We live in a culture that’s increasingly leery of making commitments. More people ask, “Why get married? Why not just live together for awhile to test him/her out. Over the last five decades, the rate of cohabitation has increased by 900% [1]. Then, after living together, half of those couples abandon the pursuit of marrying. “Why put a ring on it when I may change my mind after some time.”
Similarly, many hesitate to join a church because, well, church life—while wonderful—can be hard. Committing to doing life with others, whether immediate family, in-laws, or church is hard. Why agree to membership when I can just come and go as I please? Or, why not just sign the dotted line to become a member and then just coast alone since I have my community membership, like a club house membership. After all, I want to have the freedom to pick up and leave if I don’t like something.

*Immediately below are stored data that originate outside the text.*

//! Value type definitions for Roster.
//!
//! This module defines the `Value` enum which represents any scalar a row cell
//! or an expression can hold.

use crate::error::{Error, Result};
use crate::types::DataType;
use alloc::format;
use alloc::string::{String, ToString};
use chrono::NaiveDate;
use core::cmp::Ordering;
use core::fmt;
use core::hash::{Hash, Hasher};

/// A scalar value.
#[derive(Clone, Debug)]
pub enum Value {
    /// Null value. Also stands for the *unknown* truth value.
    Null,
    /// Boolean value
    Boolean(bool),
    /// 64-bit signed integer
    Integer(i64),
    /// 64-bit floating point
    Real(f64),
    /// UTF-8 string
    Text(String),
    /// Calendar date
    Date(NaiveDate),
}

impl Value {
    /// Returns the data type of this value, or None if it's Null.
    pub fn data_type(&self) -> Option<DataType> {
        match self {
            Value::Null => None,
            Value::Boolean(_) => Some(DataType::Boolean),
            Value::Integer(_) => Some(DataType::Integer),
            Value::Real(_) => Some(DataType::Real),
            Value::Text(_) => Some(DataType::Text),
            Value::Date(_) => Some(DataType::Date),
        }
    }

    /// Returns true if this value is Null.
    #[inline]
    pub fn is_null(&self) -> bool {
        matches!(self, Value::Null)
    }

    /// Returns the boolean value if this is a Boolean, None otherwise.
    pub fn as_bool(&self) -> Option<bool> {
        match self {
            Value::Boolean(v) => Some(*v),
            _ => None,
        }
    }

    /// Returns the i64 value if this is an Integer, None otherwise.
    pub fn as_i64(&self) -> Option<i64> {
        match self {
            Value::Integer(v) => Some(*v),
            _ => None,
        }
    }

    /// Returns the f64 value if this is a Real, None otherwise.
    pub fn as_f64(&self) -> Option<f64> {
        match self {
            Value::Real(v) => Some(*v),
            _ => None,
        }
    }

    /// Returns the value widened to f64 if it is numeric.
    pub fn to_f64(&self) -> Option<f64> {
        match self {
            Value::Integer(v) => Some(*v as f64),
            Value::Real(v) => Some(*v),
            _ => None,
        }
    }

    /// Returns a reference to the string if this is Text, None otherwise.
    pub fn as_str(&self) -> Option<&str> {
        match self {
            Value::Text(v) => Some(v.as_str()),
            _ => None,
        }
    }

    /// Returns the date if this is a Date, None otherwise.
    pub fn as_date(&self) -> Option<NaiveDate> {
        match self {
            Value::Date(v) => Some(*v),
            _ => None,
        }
    }

    /// Parses an ISO-8601 `YYYY-MM-DD` string into a Date value.
    pub fn parse_date(s: &str) -> Result<Value> {
        s.parse::<NaiveDate>()
            .map(Value::Date)
            .map_err(|_| Error::invalid_value(DataType::Date, s))
    }

    /// Builds a Date value from calendar components.
    pub fn date(year: i32, month: u32, day: u32) -> Result<Value> {
        NaiveDate::from_ymd_opt(year, month, day)
            .map(Value::Date)
            .ok_or_else(|| Error::invalid_value(DataType::Date, format!("{}-{}-{}", year, month, day)))
    }

    /// SQL comparison.
    ///
    /// Returns `Ok(None)` when either side is null (the *unknown* outcome).
    /// Integers and reals are compared after promotion, and a date compared
    /// with text compares the date's canonical ISO-8601 form lexicographically.
    /// Any other pairing of different tags is a type error.
    pub fn sql_cmp(&self, other: &Value) -> Result<Option<Ordering>> {
        let ord = match (self, other) {
            (Value::Null, _) | (_, Value::Null) => return Ok(None),
            (Value::Boolean(a), Value::Boolean(b)) => a.cmp(b),
            (Value::Integer(a), Value::Integer(b)) => a.cmp(b),
            (Value::Integer(a), Value::Real(b)) => cmp_int_real(*a, *b),
            (Value::Real(a), Value::Integer(b)) => cmp_int_real(*b, *a).reverse(),
            (Value::Real(a), Value::Real(b)) => cmp_f64(*a, *b),
            (Value::Text(a), Value::Text(b)) => a.cmp(b),
            (Value::Date(a), Value::Date(b)) => a.cmp(b),
            (Value::Date(a), Value::Text(b)) => a.to_string().as_str().cmp(b.as_str()),
            (Value::Text(a), Value::Date(b)) => a.as_str().cmp(b.to_string().as_str()),
            (a, b) => {
                return Err(Error::incompatible_types(
                    "compare",
                    a.data_type(),
                    b.data_type(),
                ))
            }
        };
        Ok(Some(ord))
    }

    /// Returns a type ordering value for comparing different types.
    fn type_order(&self) -> u8 {
        match self {
            Value::Null => 0,
            Value::Boolean(_) => 1,
            Value::Integer(_) | Value::Real(_) => 2,
            Value::Text(_) => 3,
            Value::Date(_) => 4,
        }
    }
}

// NaN sorts above every other real.
fn cmp_f64(a: f64, b: f64) -> Ordering {
    match (a.is_nan(), b.is_nan()) {
        (true, true) => Ordering::Equal,
        (true, false) => Ordering::Greater,
        (false, true) => Ordering::Less,
        (false, false) => a.partial_cmp(&b).unwrap_or(Ordering::Equal),
    }
}

// 2^63; every real in [-2^63, 2^63) truncates to an i64 without saturating.
const I64_BOUND: f64 = 9_223_372_036_854_775_808.0;

/// Exact integer/real comparison, without rounding the integer through f64.
fn cmp_int_real(a: i64, b: f64) -> Ordering {
    if b.is_nan() || b >= I64_BOUND {
        return Ordering::Less;
    }
    if b < -I64_BOUND {
        return Ordering::Greater;
    }
    let whole = libm::trunc(b);
    match a.cmp(&(whole as i64)) {
        Ordering::Equal => 0.0f64.partial_cmp(&(b - whole)).unwrap_or(Ordering::Equal),
        other => other,
    }
}

/// The integer a real equals exactly, if any.
fn integral(f: f64) -> Option<i64> {
    (libm::trunc(f) == f && (-I64_BOUND..I64_BOUND).contains(&f)).then(|| f as i64)
}

impl PartialEq for Value {
    fn eq(&self, other: &Self) -> bool {
        match (self, other) {
            (Value::Null, Value::Null) => true,
            (Value::Boolean(a), Value::Boolean(b)) => a == b,
            (Value::Integer(a), Value::Integer(b)) => a == b,
            (Value::Integer(a), Value::Real(b)) | (Value::Real(b), Value::Integer(a)) => {
                integral(*b) == Some(*a)
            }
            (Value::Real(a), Value::Real(b)) => {
                if a.is_nan() && b.is_nan() {
                    true
                } else {
                    a == b
                }
            }
            (Value::Text(a), Value::Text(b)) => a == b,
            (Value::Date(a), Value::Date(b)) => a == b,
            _ => false,
        }
    }
}

impl Eq for Value {}

impl Hash for Value {
    fn hash<H: Hasher>(&self, state: &mut H) {
        // Integers and reals share a tag: 1 and 1.0 are equal.
        self.type_order().hash(state);
        match self {
            Value::Null => {}
            Value::Boolean(b) => b.hash(state),
            Value::Integer(i) => i.hash(state),
            Value::Real(f) => match integral(*f) {
                Some(i) => i.hash(state),
                None if f.is_nan() => f64::NAN.to_bits().hash(state),
                None => f.to_bits().hash(state),
            },
            Value::Text(s) => s.hash(state),
            Value::Date(d) => d.hash(state),
        }
    }
}

impl PartialOrd for Value {
    fn partial_cmp(&self, other: &Self) -> Option<Ordering> {
        Some(self.cmp(other))
    }
}

/// Total order used for sorting: null first, integers and reals compared
/// exactly by numeric value, mismatched tags ordered by tag.
impl Ord for Value {
    fn cmp(&self, other: &Self) -> Ordering {
        match (self, other) {
            (Value::Null, Value::Null) => Ordering::Equal,
            (Value::Null, _) => Ordering::Less,
            (_, Value::Null) => Ordering::Greater,
            (Value::Boolean(a), Value::Boolean(b)) => a.cmp(b),
            (Value::Integer(a), Value::Integer(b)) => a.cmp(b),
            (Value::Integer(a), Value::Real(b)) => cmp_int_real(*a, *b),
            (Value::Real(a), Value::Integer(b)) => cmp_int_real(*b, *a).reverse(),
            (Value::Real(a), Value::Real(b)) => cmp_f64(*a, *b),
            (Value::Text(a), Value::Text(b)) => a.cmp(b),
            (Value::Date(a), Value::Date(b)) => a.cmp(b),
            _ => self.type_order().cmp(&other.type_order()),
        }
    }
}

impl fmt::Display for Value {
    fn fmt(&self, f: &mut fmt::Formatter<'_>) -> fmt::Result {
        match self {
            Value::Null => f.write_str("NULL"),
            Value::Boolean(b) => write!(f, "{}", b),
            Value::Integer(i) => write!(f, "{}", i),
            Value::Real(r) => write!(f, "{}", r),
            Value::Text(s) => f.write_str(s),
            Value::Date(d) => write!(f, "{}", d),
        }
    }
}

impl From<bool> for Value {
    fn from(v: bool) -> Self {
        Value::Boolean(v)
    }
}

impl From<i32> for Value {
    fn from(v: i32) -> Self {
        Value::Integer(v as i64)
    }
}

impl From<i64> for Value {
    fn from(v: i64) -> Self {
        Value::Integer(v)
    }
}

impl From<f64> for Value {
    fn from(v: f64) -> Self {
        Value::Real(v)
    }
}

impl From<String> for Value {
    fn from(v: String) -> Self {
        Value::Text(v)
    }
}

impl From<&str> for Value {
    fn from(v: &str) -> Self {
        Value::Text(v.to_string())
    }
}

impl From<NaiveDate> for Value {
    fn from(v: NaiveDate) -> Self {
        Value::Date(v)
    }
}

impl<T> From<Option<T>> for Value
where
    T: Into<Value>,
{
    fn from(v: Option<T>) -> Self {
        match v {
            Some(val) => val.into(),
            None => Value::Null,
        }
    }
}

#[cfg(test)]
mod tests {
    use super::*;

    #[test]
    fn test_value_type_check() {
        assert_eq!(Value::Integer(42).data_type(), Some(DataType::Integer));
        assert_eq!(Value::Null.data_type(), None);
        assert!(Value::Null.is_null());
    }

    #[test]
    fn test_value_accessors() {
        assert_eq!(Value::Boolean(true).as_bool(), Some(true));
        assert_eq!(Value::Integer(100).as_i64(), Some(100));
        assert_eq!(Value::Real(3.5).as_f64(), Some(3.5));
        assert_eq!(Value::Integer(2).to_f64(), Some(2.0));
        assert_eq!(Value::Text("hello".into()).as_str(), Some("hello"));
        assert_eq!(Value::Text("x".into()).to_f64(), None);
    }

    #[test]
    fn test_parse_date() {
        let d = Value::parse_date("2021-03-14").unwrap();
        assert_eq!(d, Value::date(2021, 3, 14).unwrap());
        assert_eq!(d.to_string(), "2021-03-14");
        assert!(Value::parse_date("2021-02-30").is_err());
        assert!(Value::parse_date("not a date").is_err());
        assert!(Value::date(2021, 13, 1).is_err());
    }

    #[test]
    fn test_sql_cmp_null_is_unknown() {
        assert_eq!(Value::Null.sql_cmp(&Value::Integer(1)).unwrap(), None);
        assert_eq!(Value::Integer(1).sql_cmp(&Value::Null).unwrap(), None);
        assert_eq!(Value::Null.sql_cmp(&Value::Null).unwrap(), None);
    }

    #[test]
    fn test_sql_cmp_numeric_promotion() {
        assert_eq!(
            Value::Integer(2).sql_cmp(&Value::Real(2.0)).unwrap(),
            Some(Ordering::Equal)
        );
        assert_eq!(
            Value::Real(1.5).sql_cmp(&Value::Integer(2)).unwrap(),
            Some(Ordering::Less)
        );
    }

    #[test]
    fn test_sql_cmp_date_against_text() {
        let d = Value::parse_date("2020-06-01").unwrap();
        assert_eq!(
            d.sql_cmp(&Value::from("2020-01-01")).unwrap(),
            Some(Ordering::Greater)
        );
        assert_eq!(
            Value::from("2020-06-01").sql_cmp(&d).unwrap(),
            Some(Ordering::Equal)
        );
    }

    #[test]
    fn test_sql_cmp_incompatible() {
        assert!(Value::Integer(1).sql_cmp(&Value::from("1")).is_err());
        assert!(Value::Boolean(true).sql_cmp(&Value::Integer(1)).is_err());
    }

    #[test]
    fn test_value_ordering() {
        assert!(Value::Integer(1) < Value::Integer(2));
        assert!(Value::Text("a".into()) < Value::Text("b".into()));
        assert!(Value::Null < Value::Integer(i64::MIN));
        assert!(Value::Integer(1) < Value::Real(1.5));
    }

    #[test]
    fn test_value_equality_and_hash_of_zero() {
        use core::hash::BuildHasher;
        let state = hashbrown::hash_map::DefaultHashBuilder::default();
        assert_eq!(Value::Real(0.0), Value::Real(-0.0));
        assert_eq!(
            state.hash_one(&Value::Real(0.0)),
            state.hash_one(&Value::Real(-0.0))
        );
        assert_ne!(Value::Integer(1), Value::Real(1.5));
    }

    #[test]
    fn test_integral_real_equals_integer() {
        use core::hash::BuildHasher;
        let state = hashbrown::hash_map::DefaultHashBuilder::default();
        assert_eq!(Value::Integer(1), Value::Real(1.0));
        assert_eq!(Value::Real(-0.0), Value::Integer(0));
        assert_eq!(
            state.hash_one(&Value::Integer(1)),
            state.hash_one(&Value::Real(1.0))
        );
        assert_eq!(Value::Integer(1).cmp(&Value::Real(1.0)), Ordering::Equal);

        let mut set = hashbrown::HashSet::new();
        set.insert(Value::Integer(7));
        assert!(!set.insert(Value::Real(7.0)));
        assert!(set.insert(Value::Real(7.5)));
    }

    #[test]
    fn test_large_integer_real_comparison_is_exact() {
        let big = Value::Integer(i64::MAX);
        let two_pow_63 = Value::Real(9_223_372_036_854_775_808.0);
        assert_eq!(big.cmp(&two_pow_63), Ordering::Less);
        assert_ne!(big, two_pow_63);
        assert_eq!(
            Value::Integer(i64::MAX - 1).sql_cmp(&two_pow_63).unwrap(),
            Some(Ordering::Less)
        );
        assert_eq!(Value::Real(f64::NAN).cmp(&big), Ordering::Greater);
    }

    #[test]
    fn test_value_from_impls() {
        let v: Value = 42i32.into();
        assert_eq!(v.as_i64(), Some(42));

        let v: Value = "hello".into();
        assert_eq!(v.as_str(), Some("hello"));

        let v: Value = None::<i64>.into();
        assert!(v.is_null());
    }
}
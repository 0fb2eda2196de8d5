//! Data type definitions for Roster.
//!
//! This module defines the value tags a column or an expression result can carry.

use core::fmt;

/// Supported data types.
#[derive(Clone, Copy, Debug, PartialEq, Eq, Hash)]
pub enum DataType {
    /// Truth value produced by predicates. Never stored in a catalog column.
    Boolean,
    /// 64-bit signed integer
    Integer,
    /// 64-bit floating point number
    Real,
    /// UTF-8 string
    Text,
    /// ISO-8601 calendar date
    Date,
}

impl DataType {
    /// Returns whether this type takes part in integer/real promotion.
    #[inline]
    pub fn is_numeric(&self) -> bool {
        matches!(self, DataType::Integer | DataType::Real)
    }

    /// Returns whether a catalog column may be declared with this type.
    pub fn is_storable(&self) -> bool {
        !matches!(self, DataType::Boolean)
    }

    /// Returns the common type two operands are promoted to for arithmetic,
    /// or None if the pair is not numeric.
    pub fn numeric_promotion(self, other: DataType) -> Option<DataType> {
        match (self, other) {
            (DataType::Integer, DataType::Integer) => Some(DataType::Integer),
            (a, b) if a.is_numeric() && b.is_numeric() => Some(DataType::Real),
            _ => None,
        }
    }

    /// Returns the display name of this type.
    pub fn name(&self) -> &'static str {
        match self {
            DataType::Boolean => "boolean",
            DataType::Integer => "integer",
            DataType::Real => "real",
            DataType::Text => "text",
            DataType::Date => "date",
        }
    }
}

impl fmt::Display for DataType {
    fn fmt(&self, f: &mut fmt::Formatter<'_>) -> fmt::Result {
        f.write_str(self.name())
    }
}
//! Query results.

use alloc::format;
use alloc::string::String;
use alloc::vec::Vec;
use roster_core::{DataType, Row, Value};

/// Name and static type of one output column. The type is `None` when the
/// column can only ever hold null.
///
/// Columns passed through from a relation keep its alias as `qualifier`, so
/// the two sides of a self-join stay distinguishable in the output.
#[derive(Clone, Debug, PartialEq, Eq)]
pub struct ResultColumn {
    pub name: String,
    pub qualifier: Option<String>,
    pub data_type: Option<DataType>,
}

impl ResultColumn {
    /// Creates an unqualified result column.
    pub fn new(name: impl Into<String>, data_type: Option<DataType>) -> Self {
        Self {
            name: name.into(),
            qualifier: None,
            data_type,
        }
    }

    /// Attaches the relation alias the column came from.
    pub fn with_qualifier(mut self, qualifier: impl Into<String>) -> Self {
        self.qualifier = Some(qualifier.into());
        self
    }

    /// Returns `alias.name`, or the bare name for unqualified columns.
    pub fn qualified_name(&self) -> String {
        match &self.qualifier {
            Some(q) => format!("{}.{}", q, self.name),
            None => self.name.clone(),
        }
    }

    fn matches(&self, qualifier: Option<&str>, name: &str) -> bool {
        self.name == name && qualifier.map_or(true, |q| self.qualifier.as_deref() == Some(q))
    }
}

/// A fully materialized query result.
#[derive(Clone, Debug, PartialEq)]
pub struct ResultSet {
    pub columns: Vec<ResultColumn>,
    pub rows: Vec<Row>,
}

impl ResultSet {
    /// Creates a result set.
    pub fn new(columns: Vec<ResultColumn>, rows: Vec<Row>) -> Self {
        Self { columns, rows }
    }

    /// Returns the number of rows.
    #[inline]
    pub fn len(&self) -> usize {
        self.rows.len()
    }

    /// Returns true if no rows were produced.
    #[inline]
    pub fn is_empty(&self) -> bool {
        self.rows.is_empty()
    }

    /// Returns the output column names in order.
    pub fn column_names(&self) -> Vec<&str> {
        self.columns.iter().map(|c| c.name.as_str()).collect()
    }

    /// Finds a column by bare name or by `alias.name`.
    ///
    /// Returns `None` when nothing matches or when a bare name matches more
    /// than one column.
    pub fn column_index(&self, name: &str) -> Option<usize> {
        self.unique_index(None, name).or_else(|| {
            let (qualifier, column) = name.split_once('.')?;
            self.unique_index(Some(qualifier), column)
        })
    }

    fn unique_index(&self, qualifier: Option<&str>, name: &str) -> Option<usize> {
        let mut found = self
            .columns
            .iter()
            .enumerate()
            .filter(|(_, c)| c.matches(qualifier, name))
            .map(|(i, _)| i);
        match (found.next(), found.next()) {
            (Some(i), None) => Some(i),
            _ => None,
        }
    }

    /// Returns every value of the named column, or `None` if there is no
    /// such column.
    pub fn column_values(&self, name: &str) -> Option<Vec<&Value>> {
        let index = self.column_index(name)?;
        Some(self.rows.iter().filter_map(|row| row.get(index)).collect())
    }

    /// Returns the value at (`row`, `column`).
    pub fn value(&self, row: usize, column: &str) -> Option<&Value> {
        let index = self.column_index(column)?;
        self.rows.get(row)?.get(index)
    }
}

impl IntoIterator for ResultSet {
    type Item = Row;
    type IntoIter = alloc::vec::IntoIter<Row>;

    fn into_iter(self) -> Self::IntoIter {
        self.rows.into_iter()
    }
}
//! Pattern matching for the LIKE operator.
//!
//! SQL LIKE with two wildcards:
//! - `%` matches zero or more characters
//! - `_` matches exactly one character
//!
//! Matching is **case-sensitive**, anchored at both ends, and operates on
//! Unicode scalar values.

use alloc::vec::Vec;

/// SQL LIKE pattern matching.
///
/// ```
/// use roster_core::pattern_match::like;
/// assert!(like("hello", "h%o"));
/// assert!(like("hello", "_ello"));
/// assert!(!like("Hello", "hello"));
/// ```
pub fn like(value: &str, pattern: &str) -> bool {
    let v: Vec<char> = value.chars().collect();
    let p: Vec<char> = pattern.chars().collect();

    // Greedy scan with a single backtrack point at the most recent `%`.
    let (mut vi, mut pi) = (0, 0);
    let mut backtrack: Option<(usize, usize)> = None;

    while vi < v.len() {
        if pi < p.len() && p[pi] == '%' {
            backtrack = Some((pi, vi));
            pi += 1;
        } else if pi < p.len() && (p[pi] == '_' || p[pi] == v[vi]) {
            vi += 1;
            pi += 1;
        } else if let Some((star_pi, star_vi)) = backtrack {
            // Let the last `%` swallow one more character.
            pi = star_pi + 1;
            vi = star_vi + 1;
            backtrack = Some((star_pi, star_vi + 1));
        } else {
            return false;
        }
    }

    p[pi..].iter().all(|&c| c == '%')
}
//! JOIN algorithm implementations.

mod nested;

pub use nested::NestedLoopJoin;
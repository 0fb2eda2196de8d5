//! AST module for plan expressions.

mod expr;

pub use expr::{
    AggregateFunc, BinaryOp, ColumnRef, Expr, NamedExpr, ScalarFunc, SortOrder, Subquery, UnaryOp,
};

You get involved in serving and someone attacks you because they don’t like your perspective, even—and sometimes—especially if it’s biblical.
You try to lead a team, or ministry, and you hear all of the negative opinions about your decision-making—all-the-while no one else wants to step up and lead. It’s easy to feel defeated.
Healthy church life is hard—it takes work—a committed effort. And I agree, life in a committed local church environment is hard. It can be taxing. But it is also wonderful. In fact, one of the reasons it is so beautiful is that coming out on the other side of hard seasons shows the beauty of God’s Spirit at work, accomplishing things we’d never accomplish on our own.
ILL: Like a rock with many rough edges that gets tossed around in a river to chip off its rough edges as it collides with other stones, and has the constant pressure of a current to make it smooth and beautiful.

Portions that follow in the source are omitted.